Redis Labs announced Redis Database 7.0. The in-memory NoSQL database software will deliver faster performance for a globally distributed Redis database, more reliable data, better searches and AI assistance, the company said at Redisconf yesterday.
Specifically Redis Labs is announcing:-
- RedisRAFT to provide strong consistency
- RediSearch with new indexing and querying capabilities
- RedisJSON in-memory manipulation of JSON documents
- RedisAI inferencing engine
“Through these innovations, we believe Redis has become the de facto data platform for a new wave of digital experiences by changing the way developers can build true real-time applications and then deploy them anywhere, cloud, multi-cloud, hybrid-cloud or on-premises, in a globally distributed manner, closer to where their customers are,” Yiftach Shoolman, Redis Labs co-founder and CTO, said.
RedisRAFT
RedisRAFT uses the Raft (Reliable, Replicated, Redundant, And Fault-Tolerant) consensus algorithm in which many servers agree on a leader server and values such as a hash table describing cluster state transitions in a fault-tolerant server cluster. The consensus value agreement continues if a minority of the servers fail.
RAFT enables parallel processes in a cluster to see data accesses in the same order. This contrasts with ‘weak consistency’, where cluster nodes can apply data accesses in a different order resulting in data value differences between the servers. These can be corrected in a ‘eventually-consistent’ system but that means wrong data values may occur, such as when a server is unavailable because of a fault.
The benefit of RedisRAFT is that it provides both strong consistency and high-availability. It has passed the Jepsen tests, which check data consistency guarantees with no unresolved issues and with Redis performance levels maintained.
RedisJSON
RedisJSON provides a tree-like, hierarchical document store in which storage and querying is faster than using JSON with the Lua programming language and core Redis data structures. RediSearch has gained integration with RedisJSON so that developers can now natively store, index, query, and perform full-text search on documents faster than before. Redis says that the combination of RediSearch and RedisJSON provides integrated data models which can combine data from different sources.
RediSearch and RedisJSON& can be deployed in a globally distributed manner, useful for disaster recovery purposes and also to enable applications to run where the customers are located and so save time by avoiding data movement.
Active:Active and RedisAI
Redis says it uses an active:active geo-distributed topology based on conflict-free replicated data types (CRDTS) in a global database running across multiple clusters. It claims this provides global data distribution, spanning on-premises, multiple public clouds and hybrid environments, with local access speed, to deliver sub-millisecond latency.

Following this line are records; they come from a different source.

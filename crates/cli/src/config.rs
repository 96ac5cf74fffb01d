//! Configuration management for the CLI
//!
//! Settings are layered: the config file (explicit `--config` path, or
//! `~/.config/fhtopo/config.toml` when present), then `FHTOPO__*`
//! environment variables, then command-line flags.

use crate::{DataArgs, EstimatorArg};
use anyhow::{Context, Result};
use config::{Config, Environment, File};
use std::path::{Path, PathBuf};
use topology_lib::PipelineConfig;

const ENV_PREFIX: &str = "FHTOPO";

/// Load the pipeline configuration from file and environment
pub fn load(explicit: Option<&Path>) -> Result<PipelineConfig> {
    let mut builder = Config::builder();

    if let Some(path) = explicit {
        builder = builder.add_source(File::from(path).required(true));
    } else if let Some(path) = default_config_path().filter(|p| p.exists()) {
        builder = builder.add_source(File::from(path).required(false));
    }

    builder = builder.add_source(
        Environment::with_prefix(ENV_PREFIX)
            .prefix_separator("__")
            .separator("__")
            .try_parsing(true),
    );

    builder
        .build()
        .context("Failed to read configuration")?
        .try_deserialize::<PipelineConfig>()
        .context("Failed to parse configuration")
}

/// Apply command-line overrides on top of the loaded configuration
pub fn apply_overrides(
    mut config: PipelineConfig,
    data: &DataArgs,
    estimator: Option<EstimatorArg>,
) -> PipelineConfig {
    if let Some(threshold) = data.threshold {
        config.threshold = threshold;
    }
    if let Some(encoding) = data.loss_encoding {
        config.loss_encoding = encoding.into();
    }
    if let Some(estimator) = estimator {
        config.estimator = estimator.into();
    }
    config
}

/// Get the default configuration file path
fn default_config_path() -> Option<PathBuf> {
    dirs_next::home_dir().map(|home| home.join(".config").join("fhtopo").join("config.toml"))
}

The RedisAI inferencing engine provides a feature store containing features which are values calculated from raw data. For example, average monthly cost of some activity or a statistical likelihood (z-score) that a financial transaction is fraudulent. A feature is pre-built data calculation usable by data scientists developing specific analytics processes or models. RedisAI enables models to be served where the features are stored thus, Redis Labs claims, improving AI-based application performance by an order of up to two orders of magnitude.
Availability
RedisRaft will be generally available with the release of Redis 7.0 in the second half of 2021.
The integration of RedisJSON and RediSearch is in private preview and will be generally available in the second half of 2021 with Active-Active support.
RedisAI, as an online feature store, is available today for on-premise deployments and will be available for Redis Enterprise Cloud in the second half of 2021.